====== Materials provided ======

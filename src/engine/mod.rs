mod availability;
mod conflict;
mod error;
mod ledger;
mod mutations;
mod queries;
mod templates;
#[cfg(test)]
mod tests;

pub use availability::{
    distinct_weekly, materialize, merge_overlapping, occurrences, subtract_intervals, FreeSlot,
    MaterializedAvailability, WeeklyTime,
};
pub use conflict::{check_booking, BookingCheck, Rejection, Verdict};
pub use error::SchedulingError;
pub use ledger::{can_reschedule, count_reschedule, credit, debit};
pub use mutations::{AssignSchedule, BookClass, CancelClass, NewSlot, RescheduleClass};
pub use queries::{AccountView, AdminAvailability};
pub use templates::{
    DeleteReport, DeleteScope, GenerationReport, NewTemplateEntry, RemovedEntry, SkippedOccurrence,
};

use std::collections::{BTreeMap, BTreeSet};
use std::future::Future;
use std::io;
use std::path::PathBuf;
use std::sync::atomic::{AtomicI64, Ordering};
use std::sync::Arc;

use dashmap::DashMap;
use tokio::sync::{mpsc, oneshot, OwnedRwLockWriteGuard, RwLock};
use tracing::{debug, info};
use ulid::Ulid;

use crate::auth::Directory;
use crate::messages::{Locale, Notice};
use crate::model::*;
use crate::notify::NotificationIntent;
use crate::observability::{
    BOOKINGS_REJECTED_TOTAL, TRANSACTIONS_TOTAL, TRANSACTION_RETRIES_TOTAL, WAL_FLUSH_BATCH_SIZE,
    WAL_FLUSH_DURATION_SECONDS,
};
use crate::wal::Wal;

pub type SharedCalendar = Arc<RwLock<TeacherCalendar>>;
pub type SharedAccount = Arc<RwLock<StudentAccount>>;

// ── Group-commit WAL channel ─────────────────────────────

pub(super) enum WalCommand {
    Append {
        commit: Commit,
        response: oneshot::Sender<io::Result<()>>,
    },
    Compact {
        commits: Vec<Commit>,
        response: oneshot::Sender<io::Result<()>>,
    },
    AppendsSinceCompact {
        response: oneshot::Sender<u64>,
    },
}

type PendingAppend = (Commit, oneshot::Sender<io::Result<()>>);

/// Background task that owns the WAL and batches appends for group commit.
/// Waits for one append, drains whatever else is already queued, then
/// flushes and fsyncs once for the whole batch before answering every sender.
async fn wal_writer_loop(mut wal: Wal, mut rx: mpsc::Receiver<WalCommand>) {
    while let Some(cmd) = rx.recv().await {
        match cmd {
            WalCommand::Append { commit, response } => {
                let mut batch = vec![(commit, response)];
                let mut deferred = None;
                loop {
                    match rx.try_recv() {
                        Ok(WalCommand::Append { commit, response }) => batch.push((commit, response)),
                        Ok(other) => {
                            deferred = Some(other);
                            break;
                        }
                        Err(_) => break,
                    }
                }
                flush_and_respond(&mut wal, &mut batch);
                if let Some(other) = deferred {
                    handle_non_append(&mut wal, other);
                }
            }
            other => handle_non_append(&mut wal, other),
        }
    }
}

fn flush_and_respond(wal: &mut Wal, batch: &mut Vec<PendingAppend>) {
    metrics::histogram!(WAL_FLUSH_BATCH_SIZE).record(batch.len() as f64);
    let flush_start = std::time::Instant::now();
    let result = flush_batch(wal, batch);
    metrics::histogram!(WAL_FLUSH_DURATION_SECONDS).record(flush_start.elapsed().as_secs_f64());
    for (_, tx) in batch.drain(..) {
        let r = match &result {
            Ok(()) => Ok(()),
            Err(e) => Err(io::Error::new(e.kind(), e.to_string())),
        };
        let _ = tx.send(r);
    }
}

fn flush_batch(wal: &mut Wal, batch: &[PendingAppend]) -> io::Result<()> {
    let mut append_err: Option<io::Error> = None;
    for (commit, _) in batch {
        if let Err(e) = wal.append_buffered(commit) {
            append_err = Some(e);
            break;
        }
    }
    // Flush even after an append error so stale bytes don't leak into the next batch.
    let flush_err = wal.flush_sync().err();
    match (append_err, flush_err) {
        (Some(e), _) | (None, Some(e)) => Err(e),
        (None, None) => Ok(()),
    }
}

fn handle_non_append(wal: &mut Wal, cmd: WalCommand) {
    match cmd {
        WalCommand::Compact { commits, response } => {
            let result = Wal::write_compact_file(wal.path(), &commits)
                .and_then(|()| wal.swap_compact_file());
            let _ = response.send(result);
        }
        WalCommand::AppendsSinceCompact { response } => {
            let _ = response.send(wal.appends_since_compact());
        }
        WalCommand::Append { commit, response } => {
            flush_and_respond(wal, &mut vec![(commit, response)]);
        }
    }
}

// ── Policy, clock, outcome ───────────────────────────────

/// Scheduling knobs injected at construction.
#[derive(Debug, Clone)]
pub struct SchedulingPolicy {
    /// Non-credit reschedules a student may make per calendar month.
    pub student_reschedule_limit: u32,
    pub max_txn_retries: u32,
    /// Default horizon when generating lessons from a template.
    pub generation_weeks: u32,
    /// Default availability window for queries without `to`.
    pub availability_days: u32,
    /// Language of notification text.
    pub locale: Locale,
}

impl Default for SchedulingPolicy {
    fn default() -> Self {
        Self {
            student_reschedule_limit: 2,
            max_txn_retries: 3,
            generation_weeks: 8,
            availability_days: 28,
            locale: Locale::PtBr,
        }
    }
}

impl SchedulingPolicy {
    /// Monthly quota for non-credit reschedules. Staff and teachers have none.
    pub fn reschedule_limit(&self, role: Role) -> Option<u32> {
        (role == Role::Student).then_some(self.student_reschedule_limit)
    }
}

pub trait Clock: Send + Sync {
    fn now(&self) -> Ms;
}

pub struct SystemClock;

impl Clock for SystemClock {
    fn now(&self) -> Ms {
        conflict::now_ms()
    }
}

/// Settable clock for tests and simulations.
#[derive(Debug, Default)]
pub struct ManualClock(AtomicI64);

impl ManualClock {
    pub fn new(at: Ms) -> Self {
        Self(AtomicI64::new(at))
    }

    pub fn set(&self, at: Ms) {
        self.0.store(at, Ordering::SeqCst);
    }

    pub fn advance(&self, by: Ms) {
        self.0.fetch_add(by, Ordering::SeqCst);
    }
}

impl Clock for ManualClock {
    fn now(&self) -> Ms {
        self.0.load(Ordering::SeqCst)
    }
}

/// Result of a mutation plus the notifications it asks to have delivered.
#[derive(Debug, Clone)]
pub struct Outcome<T> {
    pub value: T,
    pub notifications: Vec<NotificationIntent>,
}

impl<T> Outcome<T> {
    pub fn new(value: T) -> Self {
        Self {
            value,
            notifications: Vec::new(),
        }
    }

    pub(super) fn with(mut self, intent: NotificationIntent) -> Self {
        self.notifications.push(intent);
        self
    }
}

// ── Transactions ─────────────────────────────────────────

/// Reads observed and events to write, built from snapshots.
#[derive(Debug, Default)]
pub(super) struct TxnPlan {
    reads: BTreeMap<Target, u64>,
    events: Vec<Event>,
}

impl TxnPlan {
    pub fn new() -> Self {
        Self::default()
    }

    pub fn read_teacher(&mut self, cal: &TeacherCalendar) {
        self.reads.insert(Target::Teacher(cal.teacher_id), cal.version);
    }

    pub fn read_student(&mut self, acc: &StudentAccount) {
        self.reads.insert(Target::Student(acc.student_id), acc.version);
    }

    pub fn push(&mut self, event: Event) {
        self.events.push(event);
    }

    pub fn len(&self) -> usize {
        self.events.len()
    }
}
//! Route table and middleware.

use axum::{
    extract::{MatchedPath, Request},
    middleware::{self, Next},
    response::Response,
    routing::{delete, get, post, put},
    Router,
};
use tower_http::{
    cors::{Any, CorsLayer},
    trace::TraceLayer,
};

use super::handlers;
use super::state::AppState;
use crate::observability::HTTP_REQUESTS_TOTAL;

/// Build the application router with every route and middleware attached.
pub fn create_router(state: AppState) -> Router {
    let cors = CorsLayer::new()
        .allow_origin(Any)
        .allow_methods(Any)
        .allow_headers(Any);

    let classes = Router::new()
        .route("/classes", post(handlers::book_class))
        .route("/classes/{id}", get(handlers::get_class))
        .route("/classes/{id}/reschedule", post(handlers::reschedule_class))
        .route("/classes/{id}/cancel", post(handlers::cancel_class))
        .route("/classes/{id}/complete", post(handlers::complete_class))
        .route("/classes/{id}/convert-to-slot", post(handlers::convert_to_slot))
        .route("/classes/{id}/teacher", put(handlers::change_teacher))
        .route("/students/{id}/classes", get(handlers::student_classes))
        .route("/students/{id}/account", get(handlers::student_account));

    let admin = Router::new()
        .route("/admin/students/{id}/credits", post(handlers::adjust_credits))
        .route("/admin/assign-schedule", post(handlers::assign_schedule))
        .route(
            "/admin/teacher-availability/{teacher_id}",
            get(handlers::admin_teacher_availability),
        );

    let availability = Router::new()
        .route("/teachers/{id}/availability", get(handlers::teacher_availability))
        .route("/teachers/{id}/can-book", get(handlers::can_book))
        .route("/teachers/{id}/slots", post(handlers::add_slot))
        .route("/slots/{id}", delete(handlers::remove_slot))
        .route("/slots/{id}/active", put(handlers::set_slot_active));

    let templates = Router::new()
        .route("/class-templates/{student_id}", get(handlers::get_template))
        .route(
            "/class-templates/{student_id}/entries",
            post(handlers::add_template_entry),
        )
        .route(
            "/class-templates/{student_id}/entries/{entry_id}",
            delete(handlers::remove_template_entry),
        )
        .route(
            "/class-templates/{student_id}/generate",
            post(handlers::generate_classes),
        )
        .route(
            "/class-templates/{student_id}/delete-classes",
            post(handlers::delete_classes),
        );

    Router::new()
        .route("/health", get(handlers::health))
        .merge(classes)
        .merge(admin)
        .merge(availability)
        .merge(templates)
        .route_layer(middleware::from_fn(track_requests))
        .layer(TraceLayer::new_for_http())
        .layer(cors)
        .with_state(state)
}

/// Count every routed request by its route template and status code.
async fn track_requests(req: Request, next: Next) -> Response {
    let route = req
        .extensions()
        .get::<MatchedPath>()
        .map(|p| p.as_str().to_owned())
        .unwrap_or_else(|| "unmatched".to_owned());
    let response = next.run(req).await;
    metrics::counter!(
        HTTP_REQUESTS_TOTAL,
        "route" => route,
        "status" => response.status().as_u16().to_string()
    )
    .increment(1);
    response
}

======

-- What to work on --
Scan the records above for lines with the word "ManualClock", then say how many there are, giving the number alone.

-- Answer for the task --
3